_WHAT YOU WILL DO_
As the answer, give every line of the records that includes the word "ValueVisitor".

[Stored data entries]
//! Dynamic document value type.

use crate::document::Document;
use serde::de::{self, MapAccess, SeqAccess, Visitor};
use serde::{Deserialize, Deserializer, Serialize, Serializer};
use std::cmp::Ordering;
use std::fmt;

/// A dynamic document value.
///
/// This is the subset of BSON-shaped values that replication needs to
/// carry between the remote log and the local store. Floats are
/// intentionally not supported.
#[derive(Debug, Clone, PartialEq, Eq)]
pub enum Value {
    /// Null value.
    Null,
    /// Boolean value.
    Bool(bool),
    /// Signed integer (supports full i64 range).
    Integer(i64),
    /// Text string (UTF-8).
    Text(String),
    /// Byte string.
    Bytes(Vec<u8>),
    /// Array of values.
    Array(Vec<Value>),
    /// Embedded document.
    Document(Document),
}

impl Value {
    /// Returns the name of this value's type, for diagnostics.
    pub fn type_name(&self) -> &'static str {
        match self {
            Value::Null => "null",
            Value::Bool(_) => "bool",
            Value::Integer(_) => "integer",
            Value::Text(_) => "string",
            Value::Bytes(_) => "binary",
            Value::Array(_) => "array",
            Value::Document(_) => "document",
        }
    }

    /// Compares two values of the same type.
    ///
    /// Returns `None` when the types differ or the type has no natural
    /// order (documents).
    pub fn compare(&self, other: &Self) -> Option<Ordering> {
        match (self, other) {
            (Value::Null, Value::Null) => Some(Ordering::Equal),
            (Value::Bool(a), Value::Bool(b)) => Some(a.cmp(b)),
            (Value::Integer(a), Value::Integer(b)) => Some(a.cmp(b)),
            (Value::Text(a), Value::Text(b)) => Some(a.cmp(b)),
            (Value::Bytes(a), Value::Bytes(b)) => Some(a.cmp(b)),
            (Value::Array(a), Value::Array(b)) => {
                for (av, bv) in a.iter().zip(b.iter()) {
                    match av.compare(bv)? {
                        Ordering::Equal => continue,
                        ord => return Some(ord),
                    }
                }
                Some(a.len().cmp(&b.len()))
            }
            _ => None,
        }
    }

    /// Check if this value is null.
    pub fn is_null(&self) -> bool {
        matches!(self, Value::Null)
    }

    /// Get this value as a boolean, if it is one.
    pub fn as_bool(&self) -> Option<bool> {
        match self {
            Value::Bool(b) => Some(*b),
            _ => None,
        }
    }

    /// Get this value as an integer, if it is one.
    pub fn as_integer(&self) -> Option<i64> {
        match self {
            Value::Integer(n) => Some(*n),
            _ => None,
        }
    }

    /// Get this value as a string, if it is a text string.
    pub fn as_text(&self) -> Option<&str> {
        match self {
            Value::Text(s) => Some(s),
            _ => None,
        }
    }

    /// Get this value as bytes, if it is a byte string.
    pub fn as_bytes(&self) -> Option<&[u8]> {
        match self {
            Value::Bytes(b) => Some(b),
            _ => None,
        }
    }

    /// Get this value as an array, if it is one.
    pub fn as_array(&self) -> Option<&[Value]> {
        match self {
            Value::Array(a) => Some(a),
            _ => None,
        }
    }

    /// Get this value as a document, if it is one.
    pub fn as_document(&self) -> Option<&Document> {
        match self {
            Value::Document(d) => Some(d),
            _ => None,
        }
    }

    /// Get this value as a mutable document, if it is one.
    pub fn as_document_mut(&mut self) -> Option<&mut Document> {
        match self {
            Value::Document(d) => Some(d),
            _ => None,
        }
    }

    /// Interprets this value as a truth flag the way oplog entries do:
    /// booleans as-is, integers as non-zero, null as false.
    pub fn is_truthy(&self) -> bool {
        match self {
            Value::Null => false,
            Value::Bool(b) => *b,
            Value::Integer(n) => *n != 0,
            _ => true,
        }
    }
}

impl fmt::Display for Value {
    fn fmt(&self, f: &mut fmt::Formatter<'_>) -> fmt::Result {
        match self {
            Value::Null => f.write_str("null"),
            Value::Bool(b) => write!(f, "{b}"),
            Value::Integer(n) => write!(f, "{n}"),
            Value::Text(s) => write!(f, "\"{s}\""),
            Value::Bytes(b) => {
                f.write_str("BinData(")?;
                for byte in b {
                    write!(f, "{byte:02x}")?;
                }
                f.write_str(")")
            }
            Value::Array(items) => {
                f.write_str("[")?;
                for (i, item) in items.iter().enumerate() {
                    if i > 0 {
                        f.write_str(", ")?;
                    }
                    write!(f, "{item}")?;
                }
                f.write_str("]")
            }
            Value::Document(doc) => write!(f, "{doc}"),
        }
    }
}

impl From<bool> for Value {
    fn from(b: bool) -> Self {
        Value::Bool(b)
    }
}

impl From<i64> for Value {
    fn from(n: i64) -> Self {
        Value::Integer(n)
    }
}

impl From<i32> for Value {
    fn from(n: i32) -> Self {
        Value::Integer(i64::from(n))
    }
}

impl From<u32> for Value {
    fn from(n: u32) -> Self {
        Value::Integer(i64::from(n))
    }
}

impl From<String> for Value {
    fn from(s: String) -> Self {
        Value::Text(s)
    }
}

impl From<&str> for Value {
    fn from(s: &str) -> Self {
        Value::Text(s.to_string())
    }
}

impl From<Document> for Value {
    fn from(d: Document) -> Self {
        Value::Document(d)
    }
}

impl From<Vec<Value>> for Value {
    fn from(v: Vec<Value>) -> Self {
        Value::Array(v)
    }
}

impl From<()> for Value {
    fn from((): ()) -> Self {
        Value::Null
    }
}

impl Serialize for Value {
    fn serialize<S: Serializer>(&self, serializer: S) -> Result<S::Ok, S::Error> {
        match self {
            Value::Null => serializer.serialize_unit(),
            Value::Bool(b) => serializer.serialize_bool(*b),
            Value::Integer(n) => serializer.serialize_i64(*n),
            Value::Text(s) => serializer.serialize_str(s),
            Value::Bytes(b) => serializer.serialize_bytes(b),
            Value::Array(items) => items.serialize(serializer),
            Value::Document(doc) => doc.serialize(serializer),
        }
    }
}

struct ValueVisitor;

impl<'de> Visitor<'de> for ValueVisitor {
    type Value = Value;

    fn expecting(&self, f: &mut fmt::Formatter<'_>) -> fmt::Result {
        f.write_str("a document value (floats are not supported)")
    }

    fn visit_unit<E: de::Error>(self) -> Result<Value, E> {
        Ok(Value::Null)
    }

    fn visit_none<E: de::Error>(self) -> Result<Value, E> {
        Ok(Value::Null)
    }

    fn visit_some<D: Deserializer<'de>>(self, deserializer: D) -> Result<Value, D::Error> {
        Value::deserialize(deserializer)
    }

    fn visit_bool<E: de::Error>(self, b: bool) -> Result<Value, E> {
        Ok(Value::Bool(b))
    }

    fn visit_i64<E: de::Error>(self, n: i64) -> Result<Value, E> {
        Ok(Value::Integer(n))
    }

    fn visit_u64<E: de::Error>(self, n: u64) -> Result<Value, E> {
        i64::try_from(n)
            .map(Value::Integer)
            .map_err(|_| E::custom(format!("integer {n} does not fit in i64")))
    }

    fn visit_str<E: de::Error>(self, s: &str) -> Result<Value, E> {
        Ok(Value::Text(s.to_string()))
    }

    fn visit_string<E: de::Error>(self, s: String) -> Result<Value, E> {
        Ok(Value::Text(s))
    }

    fn visit_bytes<E: de::Error>(self, b: &[u8]) -> Result<Value, E> {
        Ok(Value::Bytes(b.to_vec()))
    }

    fn visit_byte_buf<E: de::Error>(self, b: Vec<u8>) -> Result<Value, E> {
        Ok(Value::Bytes(b))
    }

    fn visit_seq<A: SeqAccess<'de>>(self, mut seq: A) -> Result<Value, A::Error> {
        let mut items = Vec::with_capacity(seq.size_hint().unwrap_or(0));
        while let Some(item) = seq.next_element::<Value>()? {
            items.push(item);
        }
        Ok(Value::Array(items))
    }

    fn visit_map<A: MapAccess<'de>>(self, map: A) -> Result<Value, A::Error> {
        crate::document::visit_document_map(map).map(Value::Document)
    }
}

impl<'de> Deserialize<'de> for Value {
    fn deserialize<D: Deserializer<'de>>(deserializer: D) -> Result<Self, D::Error> {
        deserializer.deserialize_any(ValueVisitor)
    }
}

_YOUR SOLUTION_
struct ValueVisitor;
impl<'de> Visitor<'de> for ValueVisitor {
        deserializer.deserialize_any(ValueVisitor)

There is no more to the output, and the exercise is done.